The DNA of a frame-up

There is growing concern that the trial of two men for the Real IRA attack on Massareene British Army base two years ago, currently underway, could result in a major miscarriage of justice.

After eight days of court hearings, Crown prosecutors have gone to extreme and unprecedented lengths to link republican ‘dissident’ Colin Duffy and Tyrone man Brian Shivers to the alleged getaway car used in the attack.

In March 2009, two British soldiers were killed in the deadliest attack by the breakaway IRA groups in recent years.

Traces of DNA presented as evidence before the court this week are infinitessimally small -- one government forensic scientist admitted the sample consisted of “zero” DNA. The weight of the sample is about a 100 billion times smaller than a gram.

However, Crown prosecutors have presented the juryless court with American ‘expert’ Mark Perlin, who said he had linked Duffy and Shivers to the sample through his own unique testing method.

Perlin’s computer-based method of analysing genetic samples is new and has never once been admitted as evidence in a British or Irish court.

Defence lawyer Patrick O’Connor claimed Perlin was so focused on his “mission” to get his own forensic method accepted within the scientific community that he lacked the objectivity to acknowledge its reliability was not proven.

Mr O’Connor warned that Perlin may be prepared to exaggerate and tell partial truths in order to promote and sell his unique testing technique.
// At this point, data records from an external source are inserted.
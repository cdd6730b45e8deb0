//! Database Layer
//!
//! `PostgreSQL` connection setup for the document store.

use std::time::Duration;

use anyhow::Result;
use sqlx::postgres::PgPoolOptions;
use sqlx::PgPool;
use tracing::info;

use crate::config::Config;
use crate::store::StoreBackend;

/// Create `PostgreSQL` connection pool.
pub async fn create_pool(database_url: &str) -> Result<PgPool> {
    let pool = PgPoolOptions::new()
        .min_connections(1)
        .max_connections(10)
        // Prevent hanging commands on pool exhaustion
        .acquire_timeout(Duration::from_secs(5))
        .idle_timeout(Duration::from_secs(600))
        .test_before_acquire(true)
        .connect(database_url)
        .await?;

    info!("Connected to PostgreSQL");
    Ok(pool)
}

/// Run database migrations.
pub async fn run_migrations(pool: &PgPool) -> Result<()> {
    sqlx::migrate!("./migrations").run(pool).await?;
    info!("Database migrations completed");
    Ok(())
}

/// Pick the store backend for this process.
///
/// Without `DATABASE_URL` every guild gets an in-memory store.
pub async fn connect_backend(config: &Config) -> Result<StoreBackend> {
    match &config.database_url {
        Some(url) => {
            let pool = create_pool(url).await?;
            run_migrations(&pool).await?;
            Ok(StoreBackend::Postgres(pool))
        }
        None => {
            tracing::warn!("DATABASE_URL not set, guild data will not survive a restart");
            Ok(StoreBackend::Memory)
        }
    }
}
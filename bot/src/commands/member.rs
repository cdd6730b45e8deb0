use serde_json::{json, Value};
use tracing::info;

use super::Invocation;
use crate::error::EngineError;
use crate::interval;
use crate::settings::{self, INVITE_COOLDOWN, INVITE_TIMESPAN};
use crate::store::{Document, Filter};

const PING_TABLE: &str = "pingcount";

pub(super) async fn ping(call: &Invocation<'_>) -> Result<String, EngineError> {
    let actor = &call.ctx.actor;
    let filter = Filter::by("uid", actor.id.0);
    let store = call.tenant.store();

    let count = store
        .search(PING_TABLE, &filter)
        .await?
        .first()
        .and_then(|doc| doc.get("count"))
        .and_then(Value::as_u64)
        .unwrap_or(0)
        + 1;

    let mut doc = Document::new();
    doc.insert("uid".to_string(), json!(actor.id.0));
    doc.insert("count".to_string(), json!(count));
    store.upsert(PING_TABLE, doc, &filter).await?;

    Ok(format!("{} you have said ping {count} times", actor.display_name))
}

/// Send the invoking member a single-use invite by direct message.
pub(super) async fn invite(call: &Invocation<'_>) -> Result<String, EngineError> {
    let router = call.router;
    let platform = &router.platform;
    let actor = &call.ctx.actor;

    let cooldown = settings::get_interval(call.tenant, platform, INVITE_COOLDOWN)
        .await?
        .unwrap_or(router.config.default_invite_cooldown);
    let timespan = settings::get_interval(call.tenant, platform, INVITE_TIMESPAN)
        .await?
        .unwrap_or(router.config.default_invite_timespan);

    let check = router
        .limiter
        .check_and_record(call.tenant, actor.id, "invite", cooldown.as_secs())
        .await?;
    if !check.allowed {
        return Ok(format!(
            "Sorry {}, you have issued an invite too recently, please wait another {}",
            actor.display_name,
            interval::format(std::time::Duration::from_secs(check.remaining_secs))
        ));
    }

    let url = platform
        .bounded(platform.messenger.create_invite(call.ctx.channel, timespan, 1))
        .await?;
    platform
        .bounded(
            platform
                .messenger
                .send_direct(actor.id, &format!("Here is an invite {url}")),
        )
        .await?;
    info!(tenant = %call.tenant.id(), user = %actor.id, "Invite sent");

    Ok(format!("Invite sent to {}", actor.display_name))
}
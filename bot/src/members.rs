//! Membership ledger.
//!
//! Keeps each member's join time and last known display name in the guild's
//! `members` table, so departures can be reported after the platform has
//! already forgotten the member.

use std::collections::HashMap;

use chrono::{DateTime, Utc};
use serde_json::{json, Value};
use tracing::{debug, warn};

use crate::error::{EngineError, StorageError};
use crate::interval;
use crate::platform::Platform;
use crate::settings::{self, LOG_CHANNEL};
use crate::store::{Document, Filter};
use crate::tenant::Tenant;
use crate::types::{Member, UserId};

const TABLE: &str = "members";

/// What the ledger remembers about a member.
#[derive(Debug, Clone, PartialEq, Eq)]
pub struct MemberRecord {
    pub user: UserId,
    pub joined_at: DateTime<Utc>,
    pub nickname: String,
}

impl MemberRecord {
    fn from_document(doc: &Document) -> Option<Self> {
        let user = UserId(doc.get("uid")?.as_u64()?);
        let joined_at = DateTime::from_timestamp(doc.get("joined_at")?.as_i64()?, 0)?;
        let nickname = doc.get("nick").and_then(Value::as_str).unwrap_or_default();
        Some(Self {
            user,
            joined_at,
            nickname: nickname.to_string(),
        })
    }
}

fn filter(user: UserId) -> Filter {
    Filter::by("uid", user.0)
}

fn document(member: &Member) -> Document {
    [
        ("uid".to_string(), json!(member.id.0)),
        ("joined_at".to_string(), json!(member.joined_at.timestamp())),
        ("nick".to_string(), json!(member.display_name())),
    ]
    .into_iter()
    .collect()
}

/// Record a member joining, replacing any earlier record.
pub async fn record_join(tenant: &Tenant, member: &Member) -> Result<(), StorageError> {
    debug!(tenant = %tenant.id(), user = %member.id, "Recording join");
    tenant
        .store()
        .upsert(TABLE, document(member), &filter(member.id))
        .await
}

/// Bring the ledger in line with a full member listing. Returns the number
/// of records written.
#[tracing::instrument(skip(tenant, members), fields(tenant = %tenant.id(), count = members.len()))]
pub async fn refresh(tenant: &Tenant, members: &[Member]) -> Result<usize, StorageError> {
    for member in members {
        tenant
            .store()
            .upsert(TABLE, document(member), &filter(member.id))
            .await?;
    }
    Ok(members.len())
}

/// Update the remembered name. Returns `false` for members with no record.
pub async fn record_nickname(
    tenant: &Tenant,
    user: UserId,
    nickname: &str,
) -> Result<bool, StorageError> {
    if lookup(tenant, user).await?.is_none() {
        return Ok(false);
    }
    let mut doc = Document::new();
    doc.insert("nick".to_string(), json!(nickname));
    tenant.store().upsert(TABLE, doc, &filter(user)).await?;
    Ok(true)
}

pub async fn lookup(tenant: &Tenant, user: UserId) -> Result<Option<MemberRecord>, StorageError> {
    Ok(tenant
        .store()
        .search(TABLE, &filter(user))
        .await?
        .first()
        .and_then(MemberRecord::from_document))
}

/// Join times of every recorded member.
pub async fn join_times(tenant: &Tenant) -> Result<HashMap<UserId, DateTime<Utc>>, StorageError> {
    Ok(tenant
        .store()
        .all(TABLE)
        .await?
        .iter()
        .filter_map(MemberRecord::from_document)
        .map(|record| (record.user, record.joined_at))
        .collect())
}

/// Forget a departed member and describe how long they stayed.
///
/// Returns `None` when the member was never recorded.
pub async fn departure(
    tenant: &Tenant,
    user: UserId,
    now: DateTime<Utc>,
) -> Result<Option<String>, StorageError> {
    let Some(record) = lookup(tenant, user).await? else {
        return Ok(None);
    };
    tenant.store().remove(TABLE, &filter(user)).await?;

    let stayed = (now - record.joined_at).to_std().unwrap_or_default();
    Ok(Some(format!(
        "{} left after {}",
        record.nickname,
        interval::format(stayed)
    )))
}

/// [`departure`], posting the line to the guild's log channel when one is set.
#[tracing::instrument(skip(tenant, platform), fields(tenant = %tenant.id()))]
pub async fn report_departure(
    tenant: &Tenant,
    platform: &Platform,
    user: UserId,
    now: DateTime<Utc>,
) -> Result<Option<String>, EngineError> {
    let Some(line) = departure(tenant, user, now).await? else {
        return Ok(None);
    };

    if let Some(channel) = settings::get_channel(tenant, platform, LOG_CHANNEL).await? {
        if let Err(e) = platform
            .bounded(platform.messenger.send_channel(channel.id, &line))
            .await
        {
            warn!(channel = %channel.id, error = %e, "Failed to post departure report");
        }
    }
    Ok(Some(line))
}
//! Error types shared across the engine.

/// Failures of the backing document store.
#[derive(Debug, thiserror::Error)]
pub enum StorageError {
    #[error(transparent)]
    Database(#[from] sqlx::Error),

    #[error("Malformed document: {0}")]
    Serialization(#[from] serde_json::Error),

    #[error("Document store unavailable: {0}")]
    Unavailable(String),
}

/// Failures of a chat-platform collaborator call.
#[derive(Debug, Clone, PartialEq, Eq, thiserror::Error)]
pub enum PlatformError {
    #[error("Platform call timed out")]
    Timeout,

    #[error("Platform rejected the request: {0}")]
    Rejected(String),

    #[error("Platform unavailable: {0}")]
    Unavailable(String),
}

/// Errors surfaced by engine operations.
///
/// `NotFound`, `InvalidFormula` and `InvalidArgument` are ordinary outcomes
/// shown to the invoking user. `Storage` and `Platform` are faults: they are
/// logged and answered with a generic message.
#[derive(Debug, thiserror::Error)]
pub enum EngineError {
    #[error("{0} not found")]
    NotFound(String),

    #[error("Invalid formula: {0}")]
    InvalidFormula(String),

    #[error("{0}")]
    InvalidArgument(String),

    #[error("Permission denied")]
    PermissionDenied,

    #[error(transparent)]
    Storage(#[from] StorageError),

    #[error(transparent)]
    Platform(#[from] PlatformError),
}

impl EngineError {
    pub fn not_found(what: impl Into<String>) -> Self {
        Self::NotFound(what.into())
    }

    /// Text to show the invoking user, or `None` when nothing should be said.
    pub fn user_message(&self) -> Option<String> {
        match self {
            Self::NotFound(_) | Self::InvalidFormula(_) | Self::InvalidArgument(_) => {
                Some(self.to_string())
            }
            Self::PermissionDenied => None,
            Self::Storage(e) => {
                tracing::error!(error = %e, "Storage error while handling command");
                Some("Something went wrong while saving or loading data.".to_string())
            }
            Self::Platform(e) => {
                tracing::warn!(error = %e, "Platform error while handling command");
                Some("The chat platform did not respond, please try again.".to_string())
            }
        }
    }
}

impl From<sqlx::Error> for EngineError {
    fn from(err: sqlx::Error) -> Self {
        Self::Storage(StorageError::Database(err))
    }
}

#[cfg(test)]
mod tests {
    use super::*;

    #[test]
    fn test_user_facing_messages() {
        let missing = EngineError::not_found("Conversion for 'furlong'");
        assert_eq!(
            missing.user_message().as_deref(),
            Some("Conversion for 'furlong' not found")
        );

        let formula = EngineError::InvalidFormula("unknown name 'y'".into());
        assert!(formula.user_message().unwrap().contains("unknown name"));

        assert!(EngineError::PermissionDenied.user_message().is_none());
    }

    #[test]
    fn test_storage_errors_are_not_leaked() {
        let err = EngineError::from(StorageError::Unavailable("disk on fire".into()));
        let message = err.user_message().unwrap();
        assert!(!message.contains("disk on fire"));
    }
}
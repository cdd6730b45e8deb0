//! Guild Policy Engine
//!
//! Per-guild configuration and policy layer for a chat bot: typed settings,
//! command access control, unit conversions, invite cooldowns and the hourly
//! autokick sweep. The chat platform itself is reached through the traits in
//! [`platform`].

pub mod access;
pub mod autokick;
pub mod commands;
pub mod config;
pub mod convert;
pub mod db;
pub mod error;
pub mod interval;
pub mod members;
pub mod observability;
pub mod platform;
pub mod ratelimit;
pub mod settings;
pub mod store;
pub mod tenant;
pub mod types;

#[cfg(test)]
mod testing;

pub use error::{EngineError, PlatformError, StorageError};
pub use tenant::{Tenant, TenantRegistry};
pub use types::{ChannelId, RoleId, TenantId, UserId};
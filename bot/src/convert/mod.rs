//! Unit conversion rules.
//!
//! Each guild keeps its own table of conversions, keyed by unit and an
//! optional subunit (for example `pmol/l` qualified by `e2`). A rule either
//! multiplies by a fixed factor or evaluates a formula over `x`.

mod expr;

pub use expr::{EvalError, Formula};

use serde::{Deserialize, Serialize};

use crate::error::EngineError;
use crate::settings::Section;
use crate::tenant::Tenant;

/// Joins unit and subunit in stored keys. Not allowed inside unit names.
const KEY_SEPARATOR: char = '|';

/// Value `x` used to check that a new formula evaluates.
const CHECK_VALUE: f64 = 1.0;

/// How a rule turns the input into the output.
#[derive(Debug, Clone, PartialEq)]
pub enum Factor {
    Linear(f64),
    Formula(Formula),
}

impl Factor {
    /// Classify and check user input: a plain decimal, or a formula that
    /// evaluates cleanly at the check value.
    pub fn parse(raw: &str) -> Result<Self, EngineError> {
        let raw = raw.trim();
        if let Ok(value) = raw.parse::<f64>() {
            if value.is_finite() {
                return Ok(Self::Linear(value));
            }
        }

        let formula =
            Formula::parse(raw).map_err(|e| EngineError::InvalidFormula(format!("{raw}: {e}")))?;
        formula
            .eval(CHECK_VALUE)
            .map_err(|e| EngineError::InvalidFormula(format!("{raw}: {e}")))?;
        Ok(Self::Formula(formula))
    }

    pub fn apply(&self, value: f64) -> Result<f64, EngineError> {
        match self {
            Self::Linear(factor) => {
                let result = value * factor;
                if result.is_finite() {
                    Ok(result)
                } else {
                    Err(EngineError::InvalidArgument(format!(
                        "Cannot convert {value}: {}",
                        EvalError::NotFinite
                    )))
                }
            }
            Self::Formula(formula) => formula
                .eval(value)
                .map_err(|e| EngineError::InvalidArgument(format!("Cannot convert {value}: {e}"))),
        }
    }
}

/// Stored form of a rule (the JSON value of a `convert` section entry).
#[derive(Debug, Clone, Serialize, Deserialize)]
struct StoredRule {
    unit: String,
    #[serde(default, skip_serializing_if = "Option::is_none")]
    subunit: Option<String>,
    target: String,
    #[serde(default, skip_serializing_if = "Option::is_none")]
    target_subunit: Option<String>,
    factor: String,
}

/// A conversion rule as listed back to users.
#[derive(Debug, Clone, PartialEq, Eq)]
pub struct ConversionRule {
    pub unit: String,
    pub subunit: Option<String>,
    pub target: String,
    pub target_subunit: Option<String>,
    /// The factor or formula exactly as it was defined.
    pub factor: String,
}

/// Result of a successful conversion.
#[derive(Debug, Clone, PartialEq)]
pub struct Converted {
    pub target: String,
    pub target_subunit: Option<String>,
    pub value: f64,
}

/// Stored key for a unit and optional subunit.
pub fn make_key(unit: &str, subunit: Option<&str>) -> String {
    match subunit {
        Some(sub) => format!("{unit}{KEY_SEPARATOR}{sub}"),
        None => unit.to_string(),
    }
}

fn check_name(kind: &str, name: &str) -> Result<(), EngineError> {
    if name.is_empty() || name.contains(KEY_SEPARATOR) || name.chars().any(char::is_whitespace) {
        return Err(EngineError::InvalidArgument(format!(
            "Invalid {kind} '{name}': must be non-empty without spaces or '{KEY_SEPARATOR}'"
        )));
    }
    Ok(())
}

fn describe(unit: &str, subunit: Option<&str>) -> String {
    match subunit {
        Some(sub) => format!("Conversion for '{unit}' ({sub})"),
        None => format!("Conversion for '{unit}'"),
    }
}

/// Create or replace a rule.
#[tracing::instrument(skip(tenant), fields(tenant = %tenant.id()))]
pub async fn define(
    tenant: &Tenant,
    unit: &str,
    subunit: Option<&str>,
    target: &str,
    target_subunit: Option<&str>,
    factor: &str,
) -> Result<ConversionRule, EngineError> {
    check_name("unit", unit)?;
    check_name("unit", target)?;
    for sub in [subunit, target_subunit].into_iter().flatten() {
        check_name("subunit", sub)?;
    }
    Factor::parse(factor)?;

    let stored = StoredRule {
        unit: unit.to_string(),
        subunit: subunit.map(str::to_string),
        target: target.to_string(),
        target_subunit: target_subunit.map(str::to_string),
        factor: factor.trim().to_string(),
    };
    let encoded = serde_json::to_string(&stored).map_err(crate::StorageError::from)?;
    tenant
        .put(Section::Convert, &make_key(unit, subunit), Some(&encoded))
        .await?;

    Ok(stored.into())
}

/// Look up the rule for a unit.
pub async fn lookup(
    tenant: &Tenant,
    unit: &str,
    subunit: Option<&str>,
) -> Result<ConversionRule, EngineError> {
    let raw = tenant
        .entry(Section::Convert, &make_key(unit, subunit))
        .await
        .ok_or_else(|| EngineError::not_found(describe(unit, subunit)))?;
    let stored: StoredRule = serde_json::from_str(&raw).map_err(crate::StorageError::from)?;
    Ok(stored.into())
}

/// Convert `value` using the guild's rule for the unit.
pub async fn convert(
    tenant: &Tenant,
    value: f64,
    unit: &str,
    subunit: Option<&str>,
) -> Result<Converted, EngineError> {
    let rule = lookup(tenant, unit, subunit).await?;
    let result = Factor::parse(&rule.factor)?.apply(value)?;
    Ok(Converted {
        target: rule.target,
        target_subunit: rule.target_subunit,
        value: result,
    })
}

/// Delete a rule. Missing rules are reported as `NotFound` and nothing changes.
pub async fn remove(tenant: &Tenant, unit: &str, subunit: Option<&str>) -> Result<(), EngineError> {
    let key = make_key(unit, subunit);
    if tenant.entry(Section::Convert, &key).await.is_none() {
        return Err(EngineError::not_found(describe(unit, subunit)));
    }
    Ok(tenant.put(Section::Convert, &key, None).await?)
}

/// All rules, ordered by key.
pub async fn list(tenant: &Tenant) -> Vec<ConversionRule> {
    tenant
        .entries(Section::Convert)
        .await
        .iter()
        .filter_map(|(key, raw)| match serde_json::from_str::<StoredRule>(raw) {
            Ok(stored) => Some(stored.into()),
            Err(e) => {
                tracing::warn!(tenant = %tenant.id(), key = %key, error = %e, "Skipping unreadable conversion rule");
                None
            }
        })
        .collect()
}

impl From<StoredRule> for ConversionRule {
    fn from(stored: StoredRule) -> Self {
        Self {
            unit: stored.unit,
            subunit: stored.subunit,
            target: stored.target,
            target_subunit: stored.target_subunit,
            factor: stored.factor,
        }
    }
}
The court heard that he was a 90% stakeholder in the company that operates the ‘True Allele’ ultra-low-copy DNA testing system.

On the eighth day of the trial at Antrim Crown Court, the US scientist admitted that he may have employed ‘dramatic touches’ when describing his method to lay audiences.

Mr O’Connor argued that Perlin was exaggerating the merits of his own, unvalidated system at the expense of others, and pointed out that in the one case he was previously involved with in England his evidence had been ruled inadmissable.

The defence barrister also added that Perlin had conducted his tests on the basis of there being two DNA traces within one sample, when another forensic scientist had stated that there might have been three or more.


There was also significant doubt about the provenance of the alleged DNA samples, as well as the manner in which an abandoned, partially burnt-out vehicle found after the attack was recovered and examined.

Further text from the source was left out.